BROUGHT FORWARD, FAITH, HOPE, CHARITY, PROGRESS, and SUCCESS by _R. B.

Cunninghame Graham_ (Frederick A. Stokes Co.). It is an extraordinary fact that a short-story writer so deservedly well-known in England as Mr. Cunninghame Graham, whose sketches of life in many parts of the globe have been published at frequent intervals through the past decade, is yet entirely unknown in this country. To be sure, such has been the fate of W. H. Hudson until very recently. These six volumes certainly rank, by virtue of the quality of their style and the imaginative reality of their substance, with the best work of Mr. Hudson, and the parallel is the more complete because both writers have made the vanished life of the South American plains real to the English mind. Mr.

Cunninghame Graham is one of the great travel writers, and ranks with Borrow and Ford, but he is more impartially interested in character than either Borrow or Ford, and has a far more vivid feeling for the spiritual values of landscape. It may be that these stories are for the few only, but I am loth to believe it. The life of the pampas and the life of the Moroccan desert live in these pages with an actuality as great as the life of the American plains lives in the work of Hamlin Garland, and there is an epic sweep in Mr. Cunninghame Graham's vision that I find in no other contemporary English writer.

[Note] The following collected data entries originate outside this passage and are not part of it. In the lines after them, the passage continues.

//! Public discovery surface: no authentication, published content only.

use std::sync::Arc;

use axum::{
    extract::{Extension, Path, Query},
    http::StatusCode,
    response::Response,
    routing::get,
    Router,
};

use podharbor_core::{AccountId, PodcastId};

use crate::app::{dto, errors, services::AppServices};

pub fn router() -> Router {
    Router::new()
        .route("/podcasts", get(discover))
        .route("/podcasts/:id", get(podcast_detail))
        .route("/podcasts/:id/episodes", get(episodes))
        .route("/podcasts/:id/episodes/:index", get(episode_detail))
        .route("/creators/:id", get(creator))
}

async fn discover(
    Extension(services): Extension<Arc<AppServices>>,
    Query(params): Query<dto::DiscoveryParams>,
) -> Response {
    errors::respond(services.discover_podcasts(params).await, StatusCode::OK)
}

async fn podcast_detail(
    Extension(services): Extension<Arc<AppServices>>,
    Path(id): Path<PodcastId>,
) -> Response {
    errors::respond(services.public_podcast_detail(id).await, StatusCode::OK)
}

async fn episodes(
    Extension(services): Extension<Arc<AppServices>>,
    Path(id): Path<PodcastId>,
) -> Response {
    errors::respond(services.public_episodes(id).await, StatusCode::OK)
}

async fn episode_detail(
    Extension(services): Extension<Arc<AppServices>>,
    Path((id, index)): Path<(PodcastId, usize)>,
) -> Response {
    errors::respond(services.public_episode_detail(id, index).await, StatusCode::OK)
}

async fn creator(
    Extension(services): Extension<Arc<AppServices>>,
    Path(id): Path<AccountId>,
) -> Response {
    errors::respond(services.creator_profile(id).await, StatusCode::OK)
}
//! Structured failure model.
//!
//! Every failure the domain can raise is a [`Fault`]: a category, a stable
//! machine-readable code, a human message, and an optional free-form detail.
//! HTTP status mapping is deliberately *not* here — transports own that.

use serde::Serialize;
use thiserror::Error;

/// Result type used across the domain layer.
pub type DomainResult<T> = Result<T, Fault>;

/// Failure category.
///
/// Keep this closed: callers branch on it (retry policy, status mapping),
/// so a new category is an API decision, not a convenience.
#[derive(Debug, Clone, Copy, PartialEq, Eq, Serialize)]
#[serde(rename_all = "snake_case")]
pub enum FaultKind {
    /// Malformed input — caller's fault, never retried.
    Validation,
    /// Resource already in the requested state (duplicate, redundant toggle).
    Conflict,
    /// Resource absent.
    NotFound,
    /// Authenticated but not authorized (ownership, moderation, credentials).
    Forbidden,
    /// Token expired/invalid/kind-mismatched — caller must re-authenticate.
    Token,
    /// Precondition on the acting account (locked, unverified).
    Unavailable,
    /// Infrastructure failure (store, blob). Nothing the caller can fix.
    Internal,
}

/// A structured, terminal failure.
#[derive(Debug, Error, Clone, PartialEq, Eq, Serialize)]
#[error("{code}: {message}")]
pub struct Fault {
    pub kind: FaultKind,
    pub code: &'static str,
    pub message: &'static str,
    #[serde(skip_serializing_if = "Option::is_none")]
    pub detail: Option<String>,
}

impl Fault {
    pub const fn new(kind: FaultKind, code: &'static str, message: &'static str) -> Self {
        Self {
            kind,
            code,
            message,
            detail: None,
        }
    }

    pub fn with_detail(mut self, detail: impl Into<String>) -> Self {
        self.detail = Some(detail.into());
        self
    }

    // ── validation ──────────────────────────────────────────────────────

    pub fn invalid_id(detail: impl Into<String>) -> Self {
        Self::new(FaultKind::Validation, "INVALID_ID", "invalid identifier").with_detail(detail)
    }

    pub const fn weak_password() -> Self {
        Self::new(
            FaultKind::Validation,
            "WEAK_PASSWORD",
            "password does not meet security requirements",
        )
    }

    pub const fn password_mismatch() -> Self {
        Self::new(
            FaultKind::Validation,
            "PASSWORD_NOT_MATCH",
            "passwords do not match",
        )
    }

    // ── conflict ────────────────────────────────────────────────────────

    pub const fn email_exists() -> Self {
        Self::new(FaultKind::Conflict, "EMAIL_ALREADY_EXISTS", "email already exists")
    }

    pub const fn username_exists() -> Self {
        Self::new(
            FaultKind::Conflict,
            "USERNAME_ALREADY_EXISTS",
            "username already exists",
        )
    }

    pub const fn admin_exists() -> Self {
        Self::new(FaultKind::Conflict, "ADMIN_ALREADY_EXISTS", "admin already exists")
    }

    pub const fn already_locked() -> Self {
        Self::new(
            FaultKind::Conflict,
            "USER_ALREADY_LOCKED",
            "account is already locked",
        )
    }

    pub const fn not_locked() -> Self {
        Self::new(FaultKind::Conflict, "USER_NOT_LOCKED", "account is not locked")
    }

    pub const fn already_flagged() -> Self {
        Self::new(
            FaultKind::Conflict,
            "PODCAST_ALREADY_FLAGGED",
            "podcast is already flagged",
        )
    }

    pub const fn not_flagged() -> Self {
        Self::new(FaultKind::Conflict, "PODCAST_NOT_FLAGGED", "podcast is not flagged")
    }

    // ── not found ───────────────────────────────────────────────────────

    pub const fn account_not_found() -> Self {
        Self::new(FaultKind::NotFound, "USER_NOT_FOUND", "account not found")
    }

    pub const fn podcast_not_found() -> Self {
        Self::new(FaultKind::NotFound, "PODCAST_NOT_FOUND", "podcast not found")
    }

    pub const fn episode_not_found() -> Self {
        Self::new(
            FaultKind::NotFound,
            "EPISODE_NOT_FOUND",
            "no episode exists at the given index",
        )
    }

    pub const fn upload_incomplete() -> Self {
        Self::new(
            FaultKind::NotFound,
            "FILE_UPLOAD_INCOMPLETE",
            "the referenced file is not available in storage",
        )
    }

    // ── forbidden ───────────────────────────────────────────────────────

    pub const fn not_owner() -> Self {
        Self::new(
            FaultKind::Forbidden,
            "PODCAST_ACCESS_FORBIDDEN",
            "caller is not the owner of this podcast",
        )
    }

    pub const fn admin_required() -> Self {
        Self::new(FaultKind::Forbidden, "ADMIN_REQUIRED", "admin role required")
    }

    pub const fn invalid_credentials() -> Self {
        Self::new(
            FaultKind::Forbidden,
            "INVALID_CREDENTIALS",
            "invalid email or password",
        )
    }

    pub const fn publish_forbidden() -> Self {
        Self::new(
            FaultKind::Forbidden,
            "PODCAST_FORBIDDEN_TO_PUBLISH",
            "flagged podcasts cannot be published",
        )
    }

    pub const fn missing_assets() -> Self {
        Self::new(
            FaultKind::Forbidden,
            "PODCAST_MISSING_ASSETS",
            "podcast has no cover image",
        )
    }

    pub const fn missing_episode() -> Self {
        Self::new(
            FaultKind::Forbidden,
            "PODCAST_MISSING_EPISODE",
            "podcast has no published episode",
        )
    }

    pub const fn missing_audio() -> Self {
        Self::new(
            FaultKind::Forbidden,
            "EPISODE_MISSING_AUDIO",
            "episode has no audio file",
        )
    }

    // ── token ───────────────────────────────────────────────────────────

    pub const fn token_invalid() -> Self {
        Self::new(
            FaultKind::Token,
            "TOKEN_INVALID",
            "the provided token is invalid or malformed",
        )
    }

    pub const fn token_expired() -> Self {
        Self::new(FaultKind::Token, "TOKEN_EXPIRED", "the provided token has expired")
    }

    pub const fn token_kind_mismatch() -> Self {
        Self::new(
            FaultKind::Token,
            "TOKEN_KIND_MISMATCH",
            "token kind does not match the expected kind",
        )
    }

    pub const fn email_token_mismatch() -> Self {
        Self::new(
            FaultKind::Token,
            "EMAIL_TOKEN_MISMATCH",
            "email does not match the token subject",
        )
    }

    // ── unavailable ─────────────────────────────────────────────────────

    pub const fn account_unverified() -> Self {
        Self::new(
            FaultKind::Unavailable,
            "ACCOUNT_NEED_VERIFICATION",
            "account needs email verification",
        )
    }

    pub const fn account_locked() -> Self {
        Self::new(FaultKind::Unavailable, "USER_LOCKED", "account is locked")
    }

    // ── internal ────────────────────────────────────────────────────────

    pub fn internal(detail: impl Into<String>) -> Self {
        Self::new(
            FaultKind::Internal,
            "INTERNAL_ERROR",
            "an unexpected error occurred",
        )
        .with_detail(detail)
    }
}

#[cfg(test)]
mod tests {
    use super::*;

    #[test]
    fn detail_is_optional_and_attachable() {
        let bare = Fault::not_owner();
        assert!(bare.detail.is_none());

        let detailed = Fault::not_owner().with_detail("account x is not the owner of podcast y");
        assert_eq!(
            detailed.detail.as_deref(),
            Some("account x is not the owner of podcast y")
        );
        assert_eq!(bare.code, detailed.code);
    }

    #[test]
    fn display_carries_code_and_message() {
        let f = Fault::token_expired();
        assert_eq!(f.to_string(), "TOKEN_EXPIRED: the provided token has expired");
    }
}
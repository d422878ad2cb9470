//! Strongly-typed identifiers used across the domain.

use core::str::FromStr;
use serde::{Deserialize, Serialize};
use uuid::Uuid;

use crate::fault::Fault;

/// Identifier of an account (the owning identity for all content).
#[derive(Debug, Copy, Clone, PartialEq, Eq, Hash, Serialize, Deserialize)]
#[serde(transparent)]
pub struct AccountId(Uuid);

/// Identifier of a podcast document.
///
/// Episodes have no identifier of their own: an episode's identity is its
/// positional index inside the parent podcast's episode list.
#[derive(Debug, Copy, Clone, PartialEq, Eq, Hash, Serialize, Deserialize)]
#[serde(transparent)]
pub struct PodcastId(Uuid);

macro_rules! impl_uuid_newtype {
    ($t:ty, $name:literal) => {
        impl $t {
            /// Create a new identifier (UUIDv7, time-ordered).
            pub fn new() -> Self {
                Self(Uuid::now_v7())
            }
        }

        impl Default for $t {
            fn default() -> Self {
                Self::new()
            }
        }

        impl core::fmt::Display for $t {
            fn fmt(&self, f: &mut core::fmt::Formatter<'_>) -> core::fmt::Result {
                core::fmt::Display::fmt(&self.0, f)
            }
        }

        impl From<Uuid> for $t {
            fn from(value: Uuid) -> Self {
                Self(value)
            }
        }

        impl From<$t> for Uuid {
            fn from(value: $t) -> Self {
                value.0
            }
        }

        impl FromStr for $t {
            type Err = Fault;

            fn from_str(s: &str) -> Result<Self, Self::Err> {
                let uuid = Uuid::from_str(s)
                    .map_err(|e| Fault::invalid_id(format!("{}: {}", $name, e)))?;
                Ok(Self(uuid))
            }
        }
    };
}

impl_uuid_newtype!(AccountId, "AccountId");
impl_uuid_newtype!(PodcastId, "PodcastId");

THE ECHO OF VOICES by _Richard Curle_ (Alfred A. Knopf). It is very rarely that a disciple as faithful as Mr. Curle publishes a volume which his master would be proud to sign, but I think that the reader will detect in this book the authentic voice of Joseph Conrad. Mr. Conrad's own personal enthusiasm for the book is an ingratiating introduction to the reader, but in these eight stories Mr. Curle can certainly afford to stand alone. Preoccupied as he is with the mystery of human existence, and the effect of circ.u.mstance upon the character, he portrays eight widely different human types, almost all of them with a certain pathetic futility of aspect, so surely and finely that they live before us. It is an interesting fact that the three best short story books in English of 1917 come from the other side of the water. "Limehouse Nights," "A Munster Twilight," and "The Echo of Voices" make this year so memorable in fiction that later years may well prove disappointing.